Im Segelplan entspricht die sonst eigenständige J/121 den gängigen Trends. Rollbare Vorsegel vereinfachen die Anpassung an sich verändernde Windverhältnisse oder Kurse. Hinterm Ankerkasten lässt sich eine Stagfock anbauen; der Beschlag dafür ist Teil der Standard-Spezifikation. Code Zero und Gennaker werden am ausfahrbaren Kohlefaser-Bugspriet angeschlagen. Auch bei der Deckshardware ist die Neue in der Jetztzeit angekommen – 3D-Holepunkte für die Vorsegel erlauben eine schnellere Feinjustierung, hübsche Tauwerkspleiße und Kauschen ersetzen einiges an massiven Beschlägen.

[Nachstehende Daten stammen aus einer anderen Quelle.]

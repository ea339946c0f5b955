use vex_lexer::{Lexer, Token};

#[test]
fn test_scientific_notation_basic() {
    let source = "1.5e10";
    let mut lexer = Lexer::new(source);

    let token = lexer.next().unwrap().unwrap();
    assert!(matches!(token.token, Token::FloatLiteral(_)));

    if let Token::FloatLiteral(val) = token.token {
        assert_eq!(val, 15000000000.0);
    }
}

#[test]
fn test_scientific_notation_negative_exp() {
    let source = "2.0E-5";
    let mut lexer = Lexer::new(source);

    let token = lexer.next().unwrap().unwrap();
    if let Token::FloatLiteral(val) = token.token {
        assert_eq!(val, 0.00002);
    }
}

#[test]
fn test_scientific_notation_in_statement() {
    let source = "let x = 1.5e10;";
    let tokens: Vec<_> = Lexer::new(source).map(|r| r.unwrap().token).collect();

    assert_eq!(tokens[0], Token::Let);
    assert_eq!(tokens[1], Token::Ident("x".to_string()));
    assert_eq!(tokens[2], Token::Eq);
    assert!(matches!(tokens[3], Token::FloatLiteral(_)));
    assert_eq!(tokens[4], Token::Semicolon);
}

Die J/121 kostet derzeit 368.900 Euro in der Standardkonfiguration, ohne Segel und Elektronik. Das scheint kein Hinderungsgrund zu sein für eine rasche Verbreitung. Kaum präsentiert, sind schon 16 Boote verkauft – für einen Hochsee-Speedster dieser Machart und Preisklasse ein sehr respektables Debüt.
Weitere Informationen und erste Segelfotos finden Sie auf der Homepage von J/Boats
Anmerkung: In einer früheren Version dieses Artikels war das Gewicht der J 122 angegeben, nicht das der J 121. Wir bitten, diese Verwechslung zu entschuldigen!